UVM dependency removal #937

ldh4 · 2022-02-23T18:29:55Z

[WIP] Modifications to make Nalu-wind buildable without Cuda UVM

Pre-requisite work for converting Nalu-wind to be compatible with HIP.
This is to make Nalu wind to build without Cuda UVM

@tasmith4 @alanw0 @jhux2 @ddement

tasmith4 · 2022-02-24T01:06:29Z

After further investigation, @ldh4 and I learned from @alanw0 that tests without NGP in the name are not expected to pass in any build. After running the unit tests with that filter, they all pass on ascicgpu both with and without UVM.

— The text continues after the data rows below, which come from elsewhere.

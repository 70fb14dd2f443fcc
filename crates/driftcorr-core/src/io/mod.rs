pub mod image_io;
pub mod layout;
pub mod nhdr;
pub mod shift_file;

pub use image_io::{
    load_image, load_projection_set, prepare_correlation_image, save_correlation_map,
};
pub use nhdr::{NhdrOffsetWriter, NhdrReport, NrrdHeader};
pub use shift_file::{read_shift_records, write_offsets, write_shift_record};
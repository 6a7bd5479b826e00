//! Lazy traversals over a [`Tree`]. All of them keep their own stack (or
//! queue) so a tall, unbalanced tree can't overflow the call stack.

use std::collections::VecDeque;
use std::iter::FusedIterator;

use crate::node::{Link, Node};
use crate::tree::Tree;

impl<T> Tree<T> {
    /// Iterates over the tree in pre-order: each value comes before the values
    /// in its left subtree, which come before those in its right subtree. This
    /// is the tree's default iteration order.
    ///
    /// # Examples
    ///
    /// ```
    /// use linkedbst::Tree;
    ///
    /// let tree: Tree<_> = [5, 3, 8, 1, 4].into_iter().collect();
    /// let values: Vec<_> = tree.iter().copied().collect();
    ///
    /// assert_eq!(values, [5, 3, 1, 4, 8]);
    /// ```
    pub fn iter(&self) -> Iter<'_, T> {
        Iter {
            stack: self.root().into_iter().collect(),
            remaining: self.len,
        }
    }

    /// Iterates over the tree in ascending order.
    ///
    /// # Examples
    ///
    /// ```
    /// use linkedbst::Tree;
    ///
    /// let tree: Tree<_> = [5, 3, 8, 1, 4].into_iter().collect();
    /// let values: Vec<_> = tree.inorder().copied().collect();
    ///
    /// assert_eq!(values, [1, 3, 4, 5, 8]);
    /// ```
    pub fn inorder(&self) -> Inorder<'_, T> {
        let mut inorder = Inorder {
            stack: Vec::new(),
            remaining: self.len,
        };
        inorder.push_left_spine(self.root());
        inorder
    }

    /// Iterates over the tree in post-order: both subtrees, left first, before
    /// the value at their root.
    pub fn postorder(&self) -> Postorder<'_, T> {
        Postorder {
            stack: self.root().map(|root| (root, false)).into_iter().collect(),
            remaining: self.len,
        }
    }

    /// Iterates over the tree one level at a time, left to right within a
    /// level, starting at the root.
    pub fn levelorder(&self) -> Levelorder<'_, T> {
        Levelorder {
            queue: self.root().into_iter().collect(),
            remaining: self.len,
        }
    }
}

/// Pre-order iterator returned by [`Tree::iter`].
#[derive(Clone, Debug)]
pub struct Iter<'a, T> {
    stack: Vec<&'a Node<T>>,
    remaining: usize,
}

impl<'a, T> Iterator for Iter<'a, T> {
    type Item = &'a T;

    fn next(&mut self) -> Option<Self::Item> {
        let node = self.stack.pop()?;
        // Right goes on first so the left subtree is visited first.
        self.stack.extend(node.right());
        self.stack.extend(node.left());
        self.remaining -= 1;
        Some(node.value())
    }

    fn size_hint(&self) -> (usize, Option<usize>) {
        (self.remaining, Some(self.remaining))
    }
}

impl<T> ExactSizeIterator for Iter<'_, T> {}
impl<T> FusedIterator for Iter<'_, T> {}

impl<'a, T> IntoIterator for &'a Tree<T> {
    type Item = &'a T;
    type IntoIter = Iter<'a, T>;

    fn into_iter(self) -> Self::IntoIter {
        self.iter()
    }
}

/// In-order iterator returned by [`Tree::inorder`].
#[derive(Clone, Debug)]
pub struct Inorder<'a, T> {
    stack: Vec<&'a Node<T>>,
    remaining: usize,
}

impl<'a, T> Inorder<'a, T> {
    fn push_left_spine(&mut self, mut node: Option<&'a Node<T>>) {
        while let Some(n) = node {
            self.stack.push(n);
            node = n.left();
        }
    }
}

impl<'a, T> Iterator for Inorder<'a, T> {
    type Item = &'a T;

    fn next(&mut self) -> Option<Self::Item> {
        let node = self.stack.pop()?;
        self.push_left_spine(node.right());
        self.remaining -= 1;
        Some(node.value())
    }

    fn size_hint(&self) -> (usize, Option<usize>) {
        (self.remaining, Some(self.remaining))
    }
}

impl<T> ExactSizeIterator for Inorder<'_, T> {}
impl<T> FusedIterator for Inorder<'_, T> {}

/// Post-order iterator returned by [`Tree::postorder`].
#[derive(Clone, Debug)]
pub struct Postorder<'a, T> {
    /// Each node is paired with whether its children have been pushed yet.
    stack: Vec<(&'a Node<T>, bool)>,
    remaining: usize,
}

impl<'a, T> Iterator for Postorder<'a, T> {
    type Item = &'a T;

    fn next(&mut self) -> Option<Self::Item> {
        loop {
            let (node, expanded) = self.stack.pop()?;
            if expanded || node.is_leaf() {
                self.remaining -= 1;
                return Some(node.value());
            }
            self.stack.push((node, true));
            self.stack.extend(node.right().map(|n| (n, false)));
            self.stack.extend(node.left().map(|n| (n, false)));
        }
    }

    fn size_hint(&self) -> (usize, Option<usize>) {
        (self.remaining, Some(self.remaining))
    }
}

impl<T> ExactSizeIterator for Postorder<'_, T> {}
impl<T> FusedIterator for Postorder<'_, T> {}

/// Level-order iterator returned by [`Tree::levelorder`].
#[derive(Clone, Debug)]
pub struct Levelorder<'a, T> {
    queue: VecDeque<&'a Node<T>>,
    remaining: usize,
}

impl<'a, T> Iterator for Levelorder<'a, T> {
    type Item = &'a T;

    fn next(&mut self) -> Option<Self::Item> {
        let node = self.queue.pop_front()?;
        self.queue.extend(node.left());
        self.queue.extend(node.right());
        self.remaining -= 1;
        Some(node.value())
    }

    fn size_hint(&self) -> (usize, Option<usize>) {
        (self.remaining, Some(self.remaining))
    }
}

impl<T> ExactSizeIterator for Levelorder<'_, T> {}
impl<T> FusedIterator for Levelorder<'_, T> {}

/// Consuming iterator over a tree's values in ascending order. Nodes are
/// freed as they're passed.
#[derive(Debug)]
pub struct IntoIter<T> {
    stack: Vec<Box<Node<T>>>,
    remaining: usize,
}

impl<T> IntoIter<T> {
    fn push_left_spine(&mut self, mut link: Link<T>) {
        while let Some(mut node) = link {
            link = node.left.take();
            self.stack.push(node);
        }
    }
}

impl<T> Iterator for IntoIter<T> {
    type Item = T;

    fn next(&mut self) -> Option<Self::Item> {
        let mut node = self.stack.pop()?;
        self.push_left_spine(node.right.take());
        self.remaining -= 1;
        Some(node.value)
    }

    fn size_hint(&self) -> (usize, Option<usize>) {
        (self.remaining, Some(self.remaining))
    }
}

impl<T> ExactSizeIterator for IntoIter<T> {}
impl<T> FusedIterator for IntoIter<T> {}

impl<T> Drop for IntoIter<T> {
    fn drop(&mut self) {
        // Same as `Tree`'s drop: don't recurse down whatever's left.
        while let Some(mut node) = self.stack.pop() {
            self.stack.extend(node.left.take());
            self.stack.extend(node.right.take());
        }
    }
}

impl<T> IntoIterator for Tree<T> {
    type Item = T;
    type IntoIter = IntoIter<T>;

    /// Consumes the tree, yielding its values in ascending order.
    fn into_iter(mut self) -> Self::IntoIter {
        let mut into_iter = IntoIter {
            stack: Vec::new(),
            remaining: self.len,
        };
        into_iter.push_left_spine(self.root.take());
        self.len = 0;
        into_iter
    }
}
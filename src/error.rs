use thiserror::Error;

/// Errors returned by fallible [`Tree`](crate::Tree) operations.
#[derive(Error, Debug, Clone, Copy, PartialEq, Eq)]
pub enum TreeError {
    /// The value asked for is not stored in the tree.
    #[error("item not in tree")]
    KeyNotFound,
}

/// Shorthand for results carrying a [`TreeError`].
pub type TreeResult<T> = Result<T, TreeError>;
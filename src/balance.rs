//! Shape diagnostics.

use crate::tree::Tree;

impl<T> Tree<T> {
    /// The number of edges on the longest path from the root to a leaf. A tree
    /// with just a root has height `0` and an empty tree has height `-1`.
    ///
    /// # Examples
    ///
    /// ```
    /// use linkedbst::Tree;
    ///
    /// let mut tree = Tree::new();
    /// assert_eq!(tree.height(), -1);
    ///
    /// tree.add(2);
    /// assert_eq!(tree.height(), 0);
    ///
    /// tree.add(1);
    /// tree.add(3);
    /// assert_eq!(tree.height(), 1);
    /// ```
    pub fn height(&self) -> isize {
        let mut height = -1;
        let mut stack: Vec<_> = self.root().map(|root| (root, 0)).into_iter().collect();

        while let Some((node, depth)) = stack.pop() {
            height = height.max(depth);
            stack.extend(node.left().map(|n| (n, depth + 1)));
            stack.extend(node.right().map(|n| (n, depth + 1)));
        }

        height
    }

    /// Whether the tree is no taller than a loose multiple of the smallest
    /// possible height for its size: `height < 2 * log2(len + 1) - 1`.
    ///
    /// This is a health check for trees grown far taller than they need to be,
    /// not a per-node balance invariant. An empty tree is never balanced by
    /// this measure.
    ///
    /// # Examples
    ///
    /// ```
    /// use linkedbst::Tree;
    ///
    /// let mut tree: Tree<_> = (0..15).collect();
    /// assert!(!tree.is_balanced());
    ///
    /// tree.rebalance();
    /// assert!(tree.is_balanced());
    /// ```
    pub fn is_balanced(&self) -> bool {
        let bound = 2.0 * ((self.len + 1) as f64).log2() - 1.0;
        (self.height() as f64) < bound
    }
}
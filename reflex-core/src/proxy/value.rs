//! Dynamic values stored in and read from targets.
//!
//! Targets hold arbitrary data, so everything flowing through the
//! instrumentation layer is a [`Value`]. Primitive variants compare by
//! content; [`Value::Object`] and [`Value::Reactive`] compare by identity.
//!
//! # Equality
//!
//! Three notions of equality are in play:
//!
//! - `PartialEq` is SameValueZero: `NaN == NaN` and `+0 == -0`. This is what
//!   set and map membership use, so `Value` is `Eq + Hash`.
//! - [`Value::same_value`] additionally distinguishes `+0` from `-0`. Writes
//!   use it to decide whether anything changed.
//! - [`Value::strict_equals`] never matches `NaN`, which is what index
//!   searches use.

use std::collections::HashSet;
use std::fmt;
use std::hash::{Hash, Hasher};
use std::rc::Rc;

use indexmap::{IndexMap, IndexSet};

use super::object::{BoxSlot, Object, ObjectData};
use super::wrapper::Reactive;

/// A value that can live inside a target.
#[derive(Clone, Default)]
pub enum Value {
    #[default]
    Undefined,
    Null,
    Bool(bool),
    Number(f64),
    Str(Rc<str>),
    /// A raw, unwrapped target.
    Object(Object),
    /// A wrapper around a target.
    Reactive(Reactive),
}

impl Value {
    pub fn is_undefined(&self) -> bool {
        matches!(self, Value::Undefined)
    }

    /// True for raw objects and wrappers alike.
    pub fn is_object(&self) -> bool {
        matches!(self, Value::Object(_) | Value::Reactive(_))
    }

    pub fn is_nan(&self) -> bool {
        matches!(self, Value::Number(n) if n.is_nan())
    }

    pub fn as_f64(&self) -> Option<f64> {
        match self {
            Value::Number(n) => Some(*n),
            _ => None,
        }
    }

    pub fn as_bool(&self) -> Option<bool> {
        match self {
            Value::Bool(b) => Some(*b),
            _ => None,
        }
    }

    pub fn as_str(&self) -> Option<&str> {
        match self {
            Value::Str(s) => Some(s),
            _ => None,
        }
    }

    pub fn as_object(&self) -> Option<&Object> {
        match self {
            Value::Object(o) => Some(o),
            _ => None,
        }
    }

    pub fn as_reactive(&self) -> Option<&Reactive> {
        match self {
            Value::Reactive(r) => Some(r),
            _ => None,
        }
    }

    /// The raw object behind this value, whether it is wrapped or not.
    pub fn raw_object(&self) -> Option<Object> {
        match self {
            Value::Object(o) => Some(o.clone()),
            Value::Reactive(r) => Some(r.raw()),
            _ => None,
        }
    }

    /// Strip a wrapper, leaving every other value untouched.
    pub fn to_raw(&self) -> Value {
        match self {
            Value::Reactive(r) => Value::Object(r.raw()),
            other => other.clone(),
        }
    }

    /// Identity comparison used for change detection.
    ///
    /// Like `==` except that `+0` and `-0` differ.
    pub fn same_value(&self, other: &Value) -> bool {
        match (self, other) {
            (Value::Number(a), Value::Number(b)) => {
                if a.is_nan() && b.is_nan() {
                    true
                } else {
                    a == b && a.is_sign_negative() == b.is_sign_negative()
                }
            }
            _ => self == other,
        }
    }

    /// Strict equality: like `==` but `NaN` never matches.
    pub fn strict_equals(&self, other: &Value) -> bool {
        match (self, other) {
            (Value::Number(a), Value::Number(b)) => a == b,
            _ => self == other,
        }
    }

    /// Build a value from JSON. Objects become records and arrays become
    /// sequences; nested containers are separate targets.
    pub fn from_json(json: serde_json::Value) -> Value {
        use serde_json::Value as Json;

        match json {
            Json::Null => Value::Null,
            Json::Bool(b) => Value::Bool(b),
            Json::Number(n) => Value::Number(n.as_f64().unwrap_or(f64::NAN)),
            Json::String(s) => Value::from(s),
            Json::Array(items) => {
                Value::Object(Object::sequence(items.into_iter().map(Value::from_json)))
            }
            Json::Object(fields) => Value::Object(Object::record(
                fields.into_iter().map(|(k, v)| (k, Value::from_json(v))),
            )),
        }
    }

    /// Snapshot this value as JSON without tracking anything.
    ///
    /// Sets become arrays, maps with string keys become objects and other
    /// maps become arrays of `[key, value]` pairs. Cycles and non-finite
    /// numbers become `null`.
    pub fn to_json(&self) -> serde_json::Value {
        self.to_json_inner(&mut HashSet::new())
    }

    fn to_json_inner(&self, seen: &mut HashSet<usize>) -> serde_json::Value {
        use serde_json::Value as Json;

        let object = match self {
            Value::Undefined | Value::Null => return Json::Null,
            Value::Bool(b) => return Json::Bool(*b),
            Value::Number(n) => {
                return serde_json::Number::from_f64(*n)
                    .map(Json::Number)
                    .unwrap_or(Json::Null)
            }
            Value::Str(s) => return Json::String(s.to_string()),
            Value::Object(o) => o.clone(),
            Value::Reactive(r) => r.raw(),
        };

        if !seen.insert(object.addr()) {
            return Json::Null;
        }

        let json = match &*object.data() {
            ObjectData::Record(record) => Json::Object(
                record
                    .props
                    .iter()
                    .map(|(k, v)| (k.to_string(), v.to_json_inner(seen)))
                    .collect(),
            ),
            ObjectData::Sequence(items) => {
                Json::Array(items.iter().map(|v| v.to_json_inner(seen)).collect())
            }
            ObjectData::Set(items) => {
                Json::Array(items.iter().map(|v| v.to_json_inner(seen)).collect())
            }
            ObjectData::Map(entries) => map_to_json(entries, seen),
            ObjectData::Boxed(BoxSlot::Owned(inner)) => inner.to_json_inner(seen),
            ObjectData::Boxed(BoxSlot::Linked { source, key }) => source
                .raw()
                .own_property(key)
                .unwrap_or_default()
                .to_json_inner(seen),
        };

        seen.remove(&object.addr());
        json
    }
}

fn map_to_json(entries: &IndexMap<Value, Value>, seen: &mut HashSet<usize>) -> serde_json::Value {
    use serde_json::Value as Json;

    if entries.keys().all(|k| matches!(k, Value::Str(_))) {
        Json::Object(
            entries
                .iter()
                .map(|(k, v)| (k.as_str().unwrap_or_default().to_string(), v.to_json_inner(seen)))
                .collect(),
        )
    } else {
        Json::Array(
            entries
                .iter()
                .map(|(k, v)| Json::Array(vec![k.to_json_inner(seen), v.to_json_inner(seen)]))
                .collect(),
        )
    }
}

impl PartialEq for Value {
    fn eq(&self, other: &Self) -> bool {
        match (self, other) {
            (Value::Undefined, Value::Undefined) | (Value::Null, Value::Null) => true,
            (Value::Bool(a), Value::Bool(b)) => a == b,
            (Value::Number(a), Value::Number(b)) => a == b || (a.is_nan() && b.is_nan()),
            (Value::Str(a), Value::Str(b)) => a == b,
            (Value::Object(a), Value::Object(b)) => a.ptr_eq(b),
            (Value::Reactive(a), Value::Reactive(b)) => a.ptr_eq(b),
            _ => false,
        }
    }
}

impl Eq for Value {}

impl Hash for Value {
    fn hash<H: Hasher>(&self, state: &mut H) {
        std::mem::discriminant(self).hash(state);
        match self {
            Value::Undefined | Value::Null => {}
            Value::Bool(b) => b.hash(state),
            Value::Number(n) => {
                let bits = if n.is_nan() {
                    f64::NAN.to_bits()
                } else if *n == 0.0 {
                    0
                } else {
                    n.to_bits()
                };
                bits.hash(state);
            }
            Value::Str(s) => s.hash(state),
            Value::Object(o) => o.addr().hash(state),
            Value::Reactive(r) => r.addr().hash(state),
        }
    }
}

impl fmt::Debug for Value {
    fn fmt(&self, f: &mut fmt::Formatter<'_>) -> fmt::Result {
        match self {
            Value::Undefined => f.write_str("undefined"),
            Value::Null => f.write_str("null"),
            Value::Bool(b) => write!(f, "{}", b),
            Value::Number(n) => write!(f, "{}", n),
            Value::Str(s) => write!(f, "{:?}", s),
            Value::Object(o) => write!(f, "{:?}", o),
            Value::Reactive(r) => write!(f, "{:?}", r),
        }
    }
}

impl From<bool> for Value {
    fn from(b: bool) -> Self {
        Value::Bool(b)
    }
}

impl From<f64> for Value {
    fn from(n: f64) -> Self {
        Value::Number(n)
    }
}

impl From<i32> for Value {
    fn from(n: i32) -> Self {
        Value::Number(f64::from(n))
    }
}

impl From<u32> for Value {
    fn from(n: u32) -> Self {
        Value::Number(f64::from(n))
    }
}

impl From<usize> for Value {
    fn from(n: usize) -> Self {
        Value::Number(n as f64)
    }
}

impl From<&str> for Value {
    fn from(s: &str) -> Self {
        Value::Str(Rc::from(s))
    }
}

impl From<String> for Value {
    fn from(s: String) -> Self {
        Value::Str(Rc::from(s))
    }
}

impl From<Rc<str>> for Value {
    fn from(s: Rc<str>) -> Self {
        Value::Str(s)
    }
}

impl From<Object> for Value {
    fn from(o: Object) -> Self {
        Value::Object(o)
    }
}

impl From<Reactive> for Value {
    fn from(r: Reactive) -> Self {
        Value::Reactive(r)
    }
}

impl From<serde_json::Value> for Value {
    fn from(json: serde_json::Value) -> Self {
        Value::from_json(json)
    }
}

/// Helper for set containers: membership is SameValueZero on raw forms.
pub(crate) fn raw_set(items: impl IntoIterator<Item = Value>) -> IndexSet<Value> {
    items.into_iter().map(|v| v.to_raw()).collect()
}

alanw0 · 2022-02-24T02:19:19Z

After further investigation, @ldh4 and I learned from @alanw0 that tests without NGP in the name are not expected to pass in any build. After running the unit tests with that filter, they all pass on ascicgpu both with and without UVM.

@tasmith4 @ldh4 More precisely, tests without NGP in the name are not expected to pass in a Cuda build. All unit tests are expected to pass in a CPU build. However, I am surprised to hear that all of the NGP unit-tests pass on Cuda without UVM. For example, the *.NGP* filter would include at least 3 unit tests that have tpetra usage (MixtureFractionKernelHex8Mesh.NGP_adv_diff_edge_tpetra*). I guess it's possible those tests don't use the graph assembly code, but I would be surprised. (And the one thing I think we're pretty certain about is that the graph assembly code is not using the correct types for at least some of its Views, and fixing those would then require one or more deep_copy calls.)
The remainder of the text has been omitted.